Read through the lines below for the string "MediaSource" and copy each one that has it.
Records shown START
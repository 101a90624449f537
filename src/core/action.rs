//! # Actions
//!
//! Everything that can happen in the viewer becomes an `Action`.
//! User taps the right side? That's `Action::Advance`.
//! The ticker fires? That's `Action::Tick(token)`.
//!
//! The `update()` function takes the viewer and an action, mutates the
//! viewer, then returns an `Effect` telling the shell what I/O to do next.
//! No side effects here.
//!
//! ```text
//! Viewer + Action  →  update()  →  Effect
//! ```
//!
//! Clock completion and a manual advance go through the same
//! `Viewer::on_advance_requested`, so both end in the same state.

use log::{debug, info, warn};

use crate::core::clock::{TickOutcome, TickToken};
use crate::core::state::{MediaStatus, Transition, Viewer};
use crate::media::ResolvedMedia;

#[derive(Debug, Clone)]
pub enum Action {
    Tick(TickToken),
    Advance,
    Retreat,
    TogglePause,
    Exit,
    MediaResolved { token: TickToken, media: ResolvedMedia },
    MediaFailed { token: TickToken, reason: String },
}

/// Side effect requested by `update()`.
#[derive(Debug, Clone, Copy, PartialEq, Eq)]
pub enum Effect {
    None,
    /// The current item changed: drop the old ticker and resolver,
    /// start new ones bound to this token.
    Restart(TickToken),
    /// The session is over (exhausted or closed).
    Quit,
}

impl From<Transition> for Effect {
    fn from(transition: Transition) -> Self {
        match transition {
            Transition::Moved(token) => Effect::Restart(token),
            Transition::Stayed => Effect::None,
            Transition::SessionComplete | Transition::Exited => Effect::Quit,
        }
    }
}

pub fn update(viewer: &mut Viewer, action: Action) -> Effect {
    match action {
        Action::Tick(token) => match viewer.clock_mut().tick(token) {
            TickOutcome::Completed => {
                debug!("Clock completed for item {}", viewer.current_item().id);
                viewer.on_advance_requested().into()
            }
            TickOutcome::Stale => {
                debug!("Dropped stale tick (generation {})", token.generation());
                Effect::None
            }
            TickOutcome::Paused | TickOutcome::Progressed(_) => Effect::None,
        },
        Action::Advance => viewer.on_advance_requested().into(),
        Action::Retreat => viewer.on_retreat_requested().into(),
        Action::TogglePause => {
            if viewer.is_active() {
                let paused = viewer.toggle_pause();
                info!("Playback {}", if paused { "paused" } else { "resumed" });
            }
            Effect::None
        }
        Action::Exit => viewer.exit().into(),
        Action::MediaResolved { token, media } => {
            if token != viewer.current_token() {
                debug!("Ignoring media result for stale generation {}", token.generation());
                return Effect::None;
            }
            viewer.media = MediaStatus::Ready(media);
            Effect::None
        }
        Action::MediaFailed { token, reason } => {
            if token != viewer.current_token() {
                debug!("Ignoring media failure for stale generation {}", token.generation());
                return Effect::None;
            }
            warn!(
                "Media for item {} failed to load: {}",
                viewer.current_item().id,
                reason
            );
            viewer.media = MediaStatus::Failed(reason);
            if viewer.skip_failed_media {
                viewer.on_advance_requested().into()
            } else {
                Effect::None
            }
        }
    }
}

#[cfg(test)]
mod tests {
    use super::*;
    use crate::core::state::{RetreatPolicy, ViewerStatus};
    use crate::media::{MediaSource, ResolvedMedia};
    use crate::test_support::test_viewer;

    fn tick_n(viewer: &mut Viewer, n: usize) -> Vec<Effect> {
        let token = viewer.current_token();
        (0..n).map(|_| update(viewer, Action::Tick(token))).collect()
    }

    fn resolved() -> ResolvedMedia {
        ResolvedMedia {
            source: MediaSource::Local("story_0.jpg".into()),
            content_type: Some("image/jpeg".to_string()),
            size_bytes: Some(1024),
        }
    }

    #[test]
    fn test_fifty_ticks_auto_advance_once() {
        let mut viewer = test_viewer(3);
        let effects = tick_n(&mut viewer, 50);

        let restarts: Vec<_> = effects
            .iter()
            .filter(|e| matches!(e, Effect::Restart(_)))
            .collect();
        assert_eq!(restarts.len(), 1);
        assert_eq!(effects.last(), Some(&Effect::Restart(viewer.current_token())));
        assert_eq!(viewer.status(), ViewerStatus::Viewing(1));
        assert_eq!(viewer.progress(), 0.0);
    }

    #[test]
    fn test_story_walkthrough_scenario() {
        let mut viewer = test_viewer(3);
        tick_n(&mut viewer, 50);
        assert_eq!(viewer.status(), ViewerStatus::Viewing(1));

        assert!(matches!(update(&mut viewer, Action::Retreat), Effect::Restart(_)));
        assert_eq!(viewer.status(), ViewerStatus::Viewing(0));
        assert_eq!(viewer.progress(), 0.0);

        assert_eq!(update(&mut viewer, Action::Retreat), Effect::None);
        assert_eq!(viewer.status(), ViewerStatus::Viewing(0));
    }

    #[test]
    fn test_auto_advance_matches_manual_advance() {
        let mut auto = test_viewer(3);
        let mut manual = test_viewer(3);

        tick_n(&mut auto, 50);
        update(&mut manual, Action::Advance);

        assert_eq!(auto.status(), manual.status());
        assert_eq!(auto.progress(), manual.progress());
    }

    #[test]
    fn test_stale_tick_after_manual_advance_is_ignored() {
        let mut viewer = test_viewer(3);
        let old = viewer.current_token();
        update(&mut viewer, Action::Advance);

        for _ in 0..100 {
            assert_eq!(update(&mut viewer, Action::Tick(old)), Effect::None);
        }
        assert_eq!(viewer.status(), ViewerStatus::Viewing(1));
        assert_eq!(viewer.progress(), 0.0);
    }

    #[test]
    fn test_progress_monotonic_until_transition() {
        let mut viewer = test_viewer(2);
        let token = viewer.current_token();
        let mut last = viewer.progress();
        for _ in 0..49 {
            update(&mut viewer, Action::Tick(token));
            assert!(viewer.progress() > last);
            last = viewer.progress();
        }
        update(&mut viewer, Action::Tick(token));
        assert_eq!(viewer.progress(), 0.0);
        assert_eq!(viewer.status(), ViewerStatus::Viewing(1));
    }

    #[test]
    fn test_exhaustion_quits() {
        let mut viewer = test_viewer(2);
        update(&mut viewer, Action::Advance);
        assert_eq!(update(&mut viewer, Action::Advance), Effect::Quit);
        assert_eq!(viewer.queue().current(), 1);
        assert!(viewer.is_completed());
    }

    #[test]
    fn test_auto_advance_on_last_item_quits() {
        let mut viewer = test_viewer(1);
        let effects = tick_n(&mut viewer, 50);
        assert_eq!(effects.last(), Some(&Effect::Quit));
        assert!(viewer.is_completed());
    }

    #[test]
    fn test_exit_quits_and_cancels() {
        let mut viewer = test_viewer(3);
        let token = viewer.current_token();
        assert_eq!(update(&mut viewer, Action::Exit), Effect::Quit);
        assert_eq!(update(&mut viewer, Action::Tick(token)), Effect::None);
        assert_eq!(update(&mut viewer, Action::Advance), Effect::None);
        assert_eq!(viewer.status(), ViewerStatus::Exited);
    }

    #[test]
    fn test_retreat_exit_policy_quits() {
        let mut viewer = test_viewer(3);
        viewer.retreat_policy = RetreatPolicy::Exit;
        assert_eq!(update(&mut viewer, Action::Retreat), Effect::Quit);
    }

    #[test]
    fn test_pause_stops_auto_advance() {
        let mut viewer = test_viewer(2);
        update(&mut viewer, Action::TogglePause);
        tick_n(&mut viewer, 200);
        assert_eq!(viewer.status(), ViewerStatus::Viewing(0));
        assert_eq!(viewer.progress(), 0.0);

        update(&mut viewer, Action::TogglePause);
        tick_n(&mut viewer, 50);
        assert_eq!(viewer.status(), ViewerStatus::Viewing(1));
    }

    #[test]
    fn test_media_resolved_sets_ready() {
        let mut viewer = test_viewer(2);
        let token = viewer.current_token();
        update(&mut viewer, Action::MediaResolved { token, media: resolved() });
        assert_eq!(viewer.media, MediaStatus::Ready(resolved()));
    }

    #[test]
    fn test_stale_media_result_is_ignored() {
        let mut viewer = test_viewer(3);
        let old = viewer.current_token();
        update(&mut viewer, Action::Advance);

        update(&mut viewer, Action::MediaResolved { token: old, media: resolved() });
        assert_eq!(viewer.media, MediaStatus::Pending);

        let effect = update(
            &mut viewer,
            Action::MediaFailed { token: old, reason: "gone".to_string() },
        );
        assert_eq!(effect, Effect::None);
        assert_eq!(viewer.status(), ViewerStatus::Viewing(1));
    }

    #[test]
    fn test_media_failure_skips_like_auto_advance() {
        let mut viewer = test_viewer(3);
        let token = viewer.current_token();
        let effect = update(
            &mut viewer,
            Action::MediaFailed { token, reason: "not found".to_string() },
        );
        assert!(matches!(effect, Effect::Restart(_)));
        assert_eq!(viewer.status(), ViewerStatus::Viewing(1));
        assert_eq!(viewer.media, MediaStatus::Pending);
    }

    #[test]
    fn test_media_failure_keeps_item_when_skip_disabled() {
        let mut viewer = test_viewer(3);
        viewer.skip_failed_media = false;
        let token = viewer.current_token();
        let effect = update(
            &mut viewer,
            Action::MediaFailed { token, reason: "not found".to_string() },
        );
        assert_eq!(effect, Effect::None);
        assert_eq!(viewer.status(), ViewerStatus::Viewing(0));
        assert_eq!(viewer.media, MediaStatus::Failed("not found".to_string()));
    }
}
Records shown END
Records shown START
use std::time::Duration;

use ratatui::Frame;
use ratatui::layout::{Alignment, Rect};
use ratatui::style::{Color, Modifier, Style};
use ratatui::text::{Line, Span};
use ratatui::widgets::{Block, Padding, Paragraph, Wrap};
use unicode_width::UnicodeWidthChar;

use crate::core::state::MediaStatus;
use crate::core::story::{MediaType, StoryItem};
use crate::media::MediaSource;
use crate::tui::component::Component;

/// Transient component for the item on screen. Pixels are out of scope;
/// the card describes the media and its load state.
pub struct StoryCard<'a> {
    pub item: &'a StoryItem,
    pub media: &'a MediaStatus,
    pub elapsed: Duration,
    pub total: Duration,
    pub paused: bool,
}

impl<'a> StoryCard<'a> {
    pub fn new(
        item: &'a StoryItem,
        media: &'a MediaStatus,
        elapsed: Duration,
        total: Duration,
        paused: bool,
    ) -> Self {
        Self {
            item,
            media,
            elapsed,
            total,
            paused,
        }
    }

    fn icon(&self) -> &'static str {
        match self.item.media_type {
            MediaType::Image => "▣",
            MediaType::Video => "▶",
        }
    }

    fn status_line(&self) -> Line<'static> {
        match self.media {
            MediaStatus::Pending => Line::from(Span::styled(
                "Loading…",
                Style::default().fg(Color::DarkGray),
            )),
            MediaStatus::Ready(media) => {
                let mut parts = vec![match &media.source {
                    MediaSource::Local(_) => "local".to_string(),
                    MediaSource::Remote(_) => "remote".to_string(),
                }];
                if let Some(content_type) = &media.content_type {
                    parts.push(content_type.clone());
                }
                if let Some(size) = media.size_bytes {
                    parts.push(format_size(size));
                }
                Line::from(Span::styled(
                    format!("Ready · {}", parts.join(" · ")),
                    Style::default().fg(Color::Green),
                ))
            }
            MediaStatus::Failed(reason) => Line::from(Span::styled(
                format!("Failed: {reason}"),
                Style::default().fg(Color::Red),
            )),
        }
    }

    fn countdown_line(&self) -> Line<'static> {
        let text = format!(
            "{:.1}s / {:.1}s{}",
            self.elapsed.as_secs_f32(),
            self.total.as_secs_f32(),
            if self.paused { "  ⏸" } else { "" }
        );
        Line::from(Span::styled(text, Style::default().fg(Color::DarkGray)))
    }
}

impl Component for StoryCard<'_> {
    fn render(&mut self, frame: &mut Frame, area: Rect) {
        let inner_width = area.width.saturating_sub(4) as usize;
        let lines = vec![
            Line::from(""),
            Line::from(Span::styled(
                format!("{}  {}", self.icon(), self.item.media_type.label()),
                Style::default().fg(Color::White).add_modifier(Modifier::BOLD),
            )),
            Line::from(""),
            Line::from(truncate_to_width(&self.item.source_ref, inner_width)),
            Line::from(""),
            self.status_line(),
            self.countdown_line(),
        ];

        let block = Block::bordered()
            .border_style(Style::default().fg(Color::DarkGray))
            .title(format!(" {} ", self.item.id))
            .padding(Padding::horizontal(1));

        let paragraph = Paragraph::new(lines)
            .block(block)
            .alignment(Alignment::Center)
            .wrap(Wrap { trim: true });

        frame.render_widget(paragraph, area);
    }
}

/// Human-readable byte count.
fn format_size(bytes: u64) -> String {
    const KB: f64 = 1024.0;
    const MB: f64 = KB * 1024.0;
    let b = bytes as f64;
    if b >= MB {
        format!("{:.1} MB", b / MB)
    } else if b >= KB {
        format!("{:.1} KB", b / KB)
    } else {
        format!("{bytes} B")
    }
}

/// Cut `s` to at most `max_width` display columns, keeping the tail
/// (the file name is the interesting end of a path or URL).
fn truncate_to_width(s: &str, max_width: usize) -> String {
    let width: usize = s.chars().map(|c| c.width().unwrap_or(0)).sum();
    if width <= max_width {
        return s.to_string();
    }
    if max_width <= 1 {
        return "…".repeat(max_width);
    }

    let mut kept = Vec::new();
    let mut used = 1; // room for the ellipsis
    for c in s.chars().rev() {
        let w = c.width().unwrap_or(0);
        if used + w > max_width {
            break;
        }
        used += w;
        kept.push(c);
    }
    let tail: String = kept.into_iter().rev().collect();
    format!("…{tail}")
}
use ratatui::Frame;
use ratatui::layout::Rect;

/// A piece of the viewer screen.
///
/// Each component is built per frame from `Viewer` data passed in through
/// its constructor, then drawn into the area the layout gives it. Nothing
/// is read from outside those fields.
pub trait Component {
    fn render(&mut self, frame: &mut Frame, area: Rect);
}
Records shown END
*The answer*
    use crate::media::{MediaSource, ResolvedMedia};
            source: MediaSource::Local("story_0.jpg".into()),
use crate::media::MediaSource;
                    MediaSource::Local(_) => "local".to_string(),
                    MediaSource::Remote(_) => "remote".to_string(),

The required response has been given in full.